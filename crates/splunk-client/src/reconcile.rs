//! Update planning.
//!
//! Splunk rejects an update that omits any of a kind's required fields,
//! even when the caller only means to change something else. Planning
//! decides what to submit before any request is made:
//!
//! - a full replace sends the caller's arguments, backfilling required
//!   fields from pending edits, then committed attributes;
//! - an incremental update sends the pending edits, backfilling required
//!   fields from committed attributes.
//!
//! A required field that cannot be backfilled fails the update with
//! [`SplunkError::MissingRequiredField`] and nothing is sent.

use crate::attributes::AttributeCache;
use crate::error::{Result, SplunkError};
use crate::kind::KindDescriptor;
use crate::value::{Attributes, Value};

/// What an incremental update should do.
#[derive(Debug, Clone, PartialEq, Eq)]
pub enum UpdatePlan {
    /// Submit these fields.
    Submit(Attributes),
    /// Nothing is staged; make no request.
    Unchanged,
}

/// Result of a successful update call.
#[derive(Debug, Clone, Copy, PartialEq, Eq)]
pub enum UpdateOutcome {
    /// Fields were submitted and the cache now mirrors the server.
    Submitted,
    /// Nothing was staged, so no request was made.
    Unchanged,
}

/// Plan a full-replace update from explicit arguments.
pub fn full_replace(
    descriptor: &KindDescriptor,
    cache: &AttributeCache,
    mut args: Attributes,
) -> Result<Attributes> {
    for &field in descriptor.required_fields {
        if args.contains_key(field) {
            continue;
        }
        let value = cache
            .pending()
            .get(field)
            .or_else(|| cache.committed().get(field))
            .ok_or_else(|| missing(descriptor, field))?;
        args.insert(field.to_string(), value.clone());
    }
    Ok(args)
}

/// Plan an incremental update from the cache's pending edits.
pub fn incremental(descriptor: &KindDescriptor, cache: &AttributeCache) -> Result<UpdatePlan> {
    if !cache.is_dirty() {
        return Ok(UpdatePlan::Unchanged);
    }

    let mut fields = cache.pending().clone();
    for &field in descriptor.required_fields {
        if fields.contains_key(field) {
            continue;
        }
        let value: &Value = cache
            .committed()
            .get(field)
            .ok_or_else(|| missing(descriptor, field))?;
        fields.insert(field.to_string(), value.clone());
    }
    Ok(UpdatePlan::Submit(fields))
}

/// Check that a create carries every required field.
pub fn require_all(descriptor: &KindDescriptor, fields: &Attributes) -> Result<()> {
    match descriptor
        .required_fields
        .iter()
        .find(|field| !fields.contains_key(**field))
    {
        Some(field) => Err(missing(descriptor, field)),
        None => Ok(()),
    }
}

fn missing(descriptor: &KindDescriptor, field: &str) -> SplunkError {
    SplunkError::MissingRequiredField {
        kind: descriptor.kind.to_string(),
        field: field.to_string(),
    }
}

#[cfg(test)]
mod tests {
    use pretty_assertions::assert_eq;

    use super::*;
    use crate::kind::ResourceKind;
    use crate::value::Args;

    fn committed_wmi() -> AttributeCache {
        AttributeCache::new(
            Args::new()
                .add("classes", "Win32_Service")
                .add("interval", "60")
                .add("lookup_host", "winbox")
                .add("server", "winbox")
                .into_attributes(),
        )
    }

    #[test]
    fn test_incremental_backfills_required_from_committed() {
        let mut cache = committed_wmi();
        cache.set("server", "otherbox");

        let plan = incremental(ResourceKind::WindowsWmi.descriptor(), &cache).unwrap();
        assert_eq!(
            plan,
            UpdatePlan::Submit(
                Args::new()
                    .add("classes", "Win32_Service")
                    .add("interval", "60")
                    .add("lookup_host", "winbox")
                    .add("server", "otherbox")
                    .into_attributes()
            )
        );
    }

    #[test]
    fn test_incremental_prefers_pending_required_value() {
        let mut cache = committed_wmi();
        cache.set("interval", 30);

        let UpdatePlan::Submit(fields) =
            incremental(ResourceKind::WindowsWmi.descriptor(), &cache).unwrap()
        else {
            panic!("expected a submission");
        };
        assert_eq!(fields["interval"], Value::from("30"));
    }

    #[test]
    fn test_incremental_without_edits_is_unchanged() {
        let cache = committed_wmi();
        let plan = incremental(ResourceKind::WindowsWmi.descriptor(), &cache).unwrap();
        assert_eq!(plan, UpdatePlan::Unchanged);
    }

    #[test]
    fn test_incremental_generic_sends_only_pending() {
        let mut cache = AttributeCache::new(Args::new().add("index", "main").into_attributes());
        cache.set("sourcetype", "syslog");

        let plan = incremental(ResourceKind::Generic.descriptor(), &cache).unwrap();
        assert_eq!(
            plan,
            UpdatePlan::Submit(Args::new().add("sourcetype", "syslog").into_attributes())
        );
    }

    #[test]
    fn test_incremental_missing_required_field() {
        let mut cache = AttributeCache::new(Args::new().add("hive", "HKEY_USERS").into_attributes());
        cache.set("index", "main");

        let err = incremental(ResourceKind::WindowsRegistry.descriptor(), &cache).unwrap_err();
        assert!(matches!(
            err,
            SplunkError::MissingRequiredField { ref kind, ref field }
                if kind == "registry" && field == "baseline"
        ));
    }

    #[test]
    fn test_full_replace_backfills_pending_then_committed() {
        let mut cache = committed_wmi();
        cache.set("lookup_host", "pendinghost");

        let fields = full_replace(
            ResourceKind::WindowsWmi.descriptor(),
            &cache,
            Args::new().add("interval", 5).into_attributes(),
        )
        .unwrap();

        assert_eq!(
            fields,
            Args::new()
                .add("classes", "Win32_Service")
                .add("interval", "5")
                .add("lookup_host", "pendinghost")
                .into_attributes()
        );
    }

    #[test]
    fn test_full_replace_missing_required_field() {
        let cache = AttributeCache::new(Args::new().add("object", "Processor").into_attributes());
        let err = full_replace(
            ResourceKind::WindowsPerfmon.descriptor(),
            &cache,
            Attributes::new(),
        )
        .unwrap_err();
        assert!(matches!(
            err,
            SplunkError::MissingRequiredField { ref field, .. } if field == "interval"
        ));
    }

    #[test]
    fn test_require_all() {
        let descriptor = ResourceKind::WindowsPerfmon.descriptor();
        assert!(
            require_all(
                descriptor,
                &Args::new()
                    .add("interval", 10)
                    .add("object", "Processor")
                    .into_attributes()
            )
            .is_ok()
        );
        assert!(require_all(descriptor, &Args::new().add("interval", 10).into_attributes()).is_err());
        assert!(require_all(ResourceKind::Tcp.descriptor(), &Attributes::new()).is_ok());
    }
}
========
* EXERCISE OBJECTIVE *
The entries above must be retyped exactly, down to the last character.

* COMPLETED EXERCISE *
filename crates/splunk-client/src/reconcile.rs
//! Update planning.
//!
//! Splunk rejects an update that omits any of a kind's required fields,
//! even when the caller only means to change something else. Planning
//! decides what to submit before any request is made:
//!
//! - a full replace sends the caller's arguments, backfilling required
//!   fields from pending edits, then committed attributes;
//! - an incremental update sends the pending edits, backfilling required
//!   fields from committed attributes.
//!
//! A required field that cannot be backfilled fails the update with
//! [`SplunkError::MissingRequiredField`] and nothing is sent.

use crate::attributes::AttributeCache;
use crate::error::{Result, SplunkError};
use crate::kind::KindDescriptor;
use crate::value::{Attributes, Value};

/// What an incremental update should do.
#[derive(Debug, Clone, PartialEq, Eq)]
pub enum UpdatePlan {
    /// Submit these fields.
    Submit(Attributes),
    /// Nothing is staged; make no request.
    Unchanged,
}

/// Result of a successful update call.
#[derive(Debug, Clone, Copy, PartialEq, Eq)]
pub enum UpdateOutcome {
    /// Fields were submitted and the cache now mirrors the server.
    Submitted,
    /// Nothing was staged, so no request was made.
    Unchanged,
}

/// Plan a full-replace update from explicit arguments.
pub fn full_replace(
    descriptor: &KindDescriptor,
    cache: &AttributeCache,
    mut args: Attributes,
) -> Result<Attributes> {
    for &field in descriptor.required_fields {
        if args.contains_key(field) {
            continue;
        }
        let value = cache
            .pending()
            .get(field)
            .or_else(|| cache.committed().get(field))
            .ok_or_else(|| missing(descriptor, field))?;
        args.insert(field.to_string(), value.clone());
    }
    Ok(args)
}

/// Plan an incremental update from the cache's pending edits.
pub fn incremental(descriptor: &KindDescriptor, cache: &AttributeCache) -> Result<UpdatePlan> {
    if !cache.is_dirty() {
        return Ok(UpdatePlan::Unchanged);
    }

    let mut fields = cache.pending().clone();
    for &field in descriptor.required_fields {
        if fields.contains_key(field) {
            continue;
        }
        let value: &Value = cache
            .committed()
            .get(field)
            .ok_or_else(|| missing(descriptor, field))?;
        fields.insert(field.to_string(), value.clone());
    }
    Ok(UpdatePlan::Submit(fields))
}

/// Check that a create carries every required field.
pub fn require_all(descriptor: &KindDescriptor, fields: &Attributes) -> Result<()> {
    match descriptor
        .required_fields
        .iter()
        .find(|field| !fields.contains_key(**field))
    {
        Some(field) => Err(missing(descriptor, field)),
        None => Ok(()),
    }
}

fn missing(descriptor: &KindDescriptor, field: &str) -> SplunkError {
    SplunkError::MissingRequiredField {
        kind: descriptor.kind.to_string(),
        field: field.to_string(),
    }
}

#[cfg(test)]
mod tests {
    use pretty_assertions::assert_eq;

    use super::*;
    use crate::kind::ResourceKind;
    use crate::value::Args;

    fn committed_wmi() -> AttributeCache {
        AttributeCache::new(
            Args::new()
                .add("classes", "Win32_Service")
                .add("interval", "60")
                .add("lookup_host", "winbox")
                .add("server", "winbox")
                .into_attributes(),
        )
    }

    #[test]
    fn test_incremental_backfills_required_from_committed() {
        let mut cache = committed_wmi();
        cache.set("server", "otherbox");

        let plan = incremental(ResourceKind::WindowsWmi.descriptor(), &cache).unwrap();
        assert_eq!(
            plan,
            UpdatePlan::Submit(
                Args::new()
                    .add("classes", "Win32_Service")
                    .add("interval", "60")
                    .add("lookup_host", "winbox")
                    .add("server", "otherbox")
                    .into_attributes()
            )
        );
    }

    #[test]
    fn test_incremental_prefers_pending_required_value() {
        let mut cache = committed_wmi();
        cache.set("interval", 30);

        let UpdatePlan::Submit(fields) =
            incremental(ResourceKind::WindowsWmi.descriptor(), &cache).unwrap()
        else {
            panic!("expected a submission");
        };
        assert_eq!(fields["interval"], Value::from("30"));
    }

    #[test]
    fn test_incremental_without_edits_is_unchanged() {
        let cache = committed_wmi();
        let plan = incremental(ResourceKind::WindowsWmi.descriptor(), &cache).unwrap();
        assert_eq!(plan, UpdatePlan::Unchanged);
    }

    #[test]
    fn test_incremental_generic_sends_only_pending() {
        let mut cache = AttributeCache::new(Args::new().add("index", "main").into_attributes());
        cache.set("sourcetype", "syslog");

        let plan = incremental(ResourceKind::Generic.descriptor(), &cache).unwrap();
        assert_eq!(
            plan,
            UpdatePlan::Submit(Args::new().add("sourcetype", "syslog").into_attributes())
        );
    }

    #[test]
    fn test_incremental_missing_required_field() {
        let mut cache = AttributeCache::new(Args::new().add("hive", "HKEY_USERS").into_attributes());
        cache.set("index", "main");

        let err = incremental(ResourceKind::WindowsRegistry.descriptor(), &cache).unwrap_err();
        assert!(matches!(
            err,
            SplunkError::MissingRequiredField { ref kind, ref field }
                if kind == "registry" && field == "baseline"
        ));
    }

    #[test]
    fn test_full_replace_backfills_pending_then_committed() {
        let mut cache = committed_wmi();
        cache.set("lookup_host", "pendinghost");

        let fields = full_replace(
            ResourceKind::WindowsWmi.descriptor(),
            &cache,
            Args::new().add("interval", 5).into_attributes(),
        )
        .unwrap();

        assert_eq!(
            fields,
            Args::new()
                .add("classes", "Win32_Service")
                .add("interval", "5")
                .add("lookup_host", "pendinghost")
                .into_attributes()
        );
    }

    #[test]
    fn test_full_replace_missing_required_field() {
        let cache = AttributeCache::new(Args::new().add("object", "Processor").into_attributes());
        let err = full_replace(
            ResourceKind::WindowsPerfmon.descriptor(),
            &cache,
            Attributes::new(),
        )
        .unwrap_err();
        assert!(matches!(
            err,
            SplunkError::MissingRequiredField { ref field, .. } if field == "interval"
        ));
    }

    #[test]
    fn test_require_all() {
        let descriptor = ResourceKind::WindowsPerfmon.descriptor();
        assert!(
            require_all(
                descriptor,
                &Args::new()
                    .add("interval", 10)
                    .add("object", "Processor")
                    .into_attributes()
            )
            .is_ok()
        );
        assert!(require_all(descriptor, &Args::new().add("interval", 10).into_attributes()).is_err());
        assert!(require_all(ResourceKind::Tcp.descriptor(), &Attributes::new()).is_ok());
    }
}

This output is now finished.